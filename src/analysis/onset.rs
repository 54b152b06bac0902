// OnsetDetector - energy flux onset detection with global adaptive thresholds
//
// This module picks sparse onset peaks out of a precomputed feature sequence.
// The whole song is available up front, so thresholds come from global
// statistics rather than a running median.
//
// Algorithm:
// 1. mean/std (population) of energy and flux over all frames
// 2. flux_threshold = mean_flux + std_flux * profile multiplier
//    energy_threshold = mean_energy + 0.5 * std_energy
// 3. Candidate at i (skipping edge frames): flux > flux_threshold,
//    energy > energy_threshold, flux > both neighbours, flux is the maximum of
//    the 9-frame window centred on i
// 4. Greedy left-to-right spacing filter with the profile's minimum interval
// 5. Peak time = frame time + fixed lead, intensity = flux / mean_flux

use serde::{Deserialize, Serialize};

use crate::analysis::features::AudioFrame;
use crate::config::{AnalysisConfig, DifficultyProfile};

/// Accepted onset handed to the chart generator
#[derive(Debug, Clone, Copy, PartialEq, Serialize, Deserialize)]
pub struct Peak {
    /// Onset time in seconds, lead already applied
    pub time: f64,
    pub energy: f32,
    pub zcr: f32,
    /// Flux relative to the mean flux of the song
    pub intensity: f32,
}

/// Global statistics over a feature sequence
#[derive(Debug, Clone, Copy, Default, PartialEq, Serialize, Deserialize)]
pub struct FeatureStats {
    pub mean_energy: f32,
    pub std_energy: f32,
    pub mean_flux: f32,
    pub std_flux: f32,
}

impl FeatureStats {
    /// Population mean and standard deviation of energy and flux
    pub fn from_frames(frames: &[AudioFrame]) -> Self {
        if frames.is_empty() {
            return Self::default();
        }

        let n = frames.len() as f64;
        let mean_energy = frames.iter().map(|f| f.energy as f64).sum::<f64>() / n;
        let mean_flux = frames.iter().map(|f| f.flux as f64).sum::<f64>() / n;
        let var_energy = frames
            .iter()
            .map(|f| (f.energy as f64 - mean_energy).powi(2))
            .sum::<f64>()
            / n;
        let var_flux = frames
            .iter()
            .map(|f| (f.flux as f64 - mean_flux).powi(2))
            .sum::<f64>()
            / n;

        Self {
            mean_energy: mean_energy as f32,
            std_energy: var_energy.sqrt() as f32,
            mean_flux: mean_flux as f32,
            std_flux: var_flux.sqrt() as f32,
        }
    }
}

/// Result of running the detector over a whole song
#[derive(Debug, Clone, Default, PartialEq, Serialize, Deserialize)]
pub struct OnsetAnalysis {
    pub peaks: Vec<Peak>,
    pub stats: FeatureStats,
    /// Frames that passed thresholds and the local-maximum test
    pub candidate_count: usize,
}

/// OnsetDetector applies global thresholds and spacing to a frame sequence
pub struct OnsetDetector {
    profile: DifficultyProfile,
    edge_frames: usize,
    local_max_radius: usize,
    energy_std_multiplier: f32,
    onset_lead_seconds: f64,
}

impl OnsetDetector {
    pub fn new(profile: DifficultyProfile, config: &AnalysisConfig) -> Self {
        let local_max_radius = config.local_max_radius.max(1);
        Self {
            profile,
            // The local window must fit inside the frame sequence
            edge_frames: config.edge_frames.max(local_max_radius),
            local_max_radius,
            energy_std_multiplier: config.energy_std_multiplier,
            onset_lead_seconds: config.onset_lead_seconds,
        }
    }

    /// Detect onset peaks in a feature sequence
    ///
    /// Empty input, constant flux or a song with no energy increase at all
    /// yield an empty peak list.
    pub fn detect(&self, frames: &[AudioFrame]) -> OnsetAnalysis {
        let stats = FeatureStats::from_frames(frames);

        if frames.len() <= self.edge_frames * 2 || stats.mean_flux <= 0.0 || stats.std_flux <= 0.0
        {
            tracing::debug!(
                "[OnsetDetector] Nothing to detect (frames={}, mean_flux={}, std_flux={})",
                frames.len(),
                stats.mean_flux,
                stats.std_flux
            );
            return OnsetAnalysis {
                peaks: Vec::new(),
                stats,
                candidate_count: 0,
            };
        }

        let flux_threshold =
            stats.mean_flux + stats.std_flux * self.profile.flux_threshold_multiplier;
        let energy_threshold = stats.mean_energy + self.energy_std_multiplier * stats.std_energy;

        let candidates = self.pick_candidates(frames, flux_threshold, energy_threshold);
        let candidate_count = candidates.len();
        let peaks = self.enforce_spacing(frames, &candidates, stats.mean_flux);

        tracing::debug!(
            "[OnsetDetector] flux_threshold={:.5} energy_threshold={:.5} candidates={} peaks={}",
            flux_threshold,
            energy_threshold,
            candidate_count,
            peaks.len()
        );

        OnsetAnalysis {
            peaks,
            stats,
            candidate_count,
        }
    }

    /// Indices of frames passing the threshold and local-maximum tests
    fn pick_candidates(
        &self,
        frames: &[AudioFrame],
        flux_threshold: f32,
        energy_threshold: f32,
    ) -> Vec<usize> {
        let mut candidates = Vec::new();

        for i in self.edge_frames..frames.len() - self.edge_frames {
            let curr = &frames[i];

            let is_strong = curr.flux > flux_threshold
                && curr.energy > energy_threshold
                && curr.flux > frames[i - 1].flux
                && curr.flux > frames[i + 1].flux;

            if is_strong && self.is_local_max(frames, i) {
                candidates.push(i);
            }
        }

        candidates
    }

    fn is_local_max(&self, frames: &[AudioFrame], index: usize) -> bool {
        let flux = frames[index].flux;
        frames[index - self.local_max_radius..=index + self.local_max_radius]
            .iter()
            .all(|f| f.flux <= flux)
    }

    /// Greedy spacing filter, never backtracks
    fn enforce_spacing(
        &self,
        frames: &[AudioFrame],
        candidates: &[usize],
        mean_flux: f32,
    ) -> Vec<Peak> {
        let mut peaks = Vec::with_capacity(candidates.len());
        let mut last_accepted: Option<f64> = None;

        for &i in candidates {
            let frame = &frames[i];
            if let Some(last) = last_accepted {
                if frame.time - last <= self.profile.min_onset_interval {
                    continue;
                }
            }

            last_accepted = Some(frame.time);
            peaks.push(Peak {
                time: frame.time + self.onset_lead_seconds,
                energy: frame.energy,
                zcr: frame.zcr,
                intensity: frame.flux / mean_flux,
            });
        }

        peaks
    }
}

What this task involves
In the entries above, one line contains "3. Candidate at" and another contains "use crate::analysis::features::AudioFrame;". Reproduce exactly those two lines and the lines between them, nothing else.

Completed exercise
// 3. Candidate at i (skipping edge frames): flux > flux_threshold,
//    energy > energy_threshold, flux > both neighbours, flux is the maximum of
//    the 9-frame window centred on i
// 4. Greedy left-to-right spacing filter with the profile's minimum interval
// 5. Peak time = frame time + fixed lead, intensity = flux / mean_flux

use serde::{Deserialize, Serialize};

use crate::analysis::features::AudioFrame;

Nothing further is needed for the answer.